Ganglioglioma

Canglioglioma is a slow-growing glioma ( brain tumor 's own ), which is according to the WHO classification of tumors of the central nervous system, classified as grade I or grade II ( histologically benign tumors).

Gangliogliomas include as Gangliozytome, neuroblastomas or central Neurozytome to the neural tumors; all are derived from nerve cells and are very rare ( incidence of 0.4 % of all brain tumors).

Symptoms

Due to the cortical location Gangliogliomas often cause epilepsy and are the most common association with chronic temporal lobe tumor. In general, the clinical presentation is characterized by chronic, pharmacoresistant seizures, which are often diagnosed late as malignancy.

The incidence and location

Gangliogliomas are very rarely make less than 2% of primary brain tumors. They can occur in principle in each age group, but preferably in young adulthood ( approximately 9-25 years ). In patients with chronic refractory focal epilepsy however, it is the most common type of tumor.

Histologically, this well-differentiated neuroepithale tumor is characterized by neoplastic ganglion cells and neoplastic glial cells - compared to gangliocytoma they have a higher proportion of glial cells. They can in principle occur anywhere in the central nervous system, with approximately two-thirds of them are but localized in the area of the temporal lobe.

Differential Diagnosis

Differential diagnoses include, among other things, the dysembryoplastischen neuroepithelial tumor (DNT), pleomorphic xanthoastrocytoma, as well as the pilocytic astrocytoma, which also occur preferentially in adolescence.

Therapy

Therapeutic approach is surgical resection ( removal) of the tumor; symptomatic Gangliogliomas be extirpated. With incomplete resection years of gradients after the operation are possible; Relapse ( recurrence ) occur.

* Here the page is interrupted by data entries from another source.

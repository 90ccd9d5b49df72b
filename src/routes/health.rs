use axum::{Json, Router, extract::State, routing::get};

use crate::dto::health::HealthResponse;
use crate::services::health_service;
use crate::state::SharedState;

#[utoipa::path(
    get,
    path = "/healthcheck",
    responses((status = 200, description = "Service health report", body = HealthResponse))
)]
/// Return the current health status of the bridge and ping the user store.
pub async fn healthcheck(State(state): State<SharedState>) -> Json<HealthResponse> {
    let status = health_service::health_status(&state).await;
    Json(status)
}

/// Configure the health routes subtree.
pub fn router() -> Router<SharedState> {
    Router::<SharedState>::new().route("/healthcheck", get(healthcheck))
}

A regular clinical follow-up with documentation about epilepsy seizure situation and maintain regular kernspintomografische controls are required.

Anaplastic ganglioglioma

Anaplastic ganglioglioma is a malignant ( glial ) variant of the Ganglioglioms and is characterized by a lack of differentiation. These usually arise from previously low-grade tumors (WHO grade III). They are also among the gangliogliomas very rare ( about 3-5% of all Gangliogliomas ). The recurrence rate in this form is much higher.

The most severe form, the dedifferentiated ganglioglioma, has the WHO grade IV

Desmoplastic infantile ganglioglioma

Due to its characteristic clinical and neuropathological features of this rare tumor was included in the WHO Model List (1993); Grade I. This tumor occurs predominantly in the first two years of life and is localized in the cerebral hemispheres.

In infancy, it stands out because of macrocephaly and / or complex partial seizures.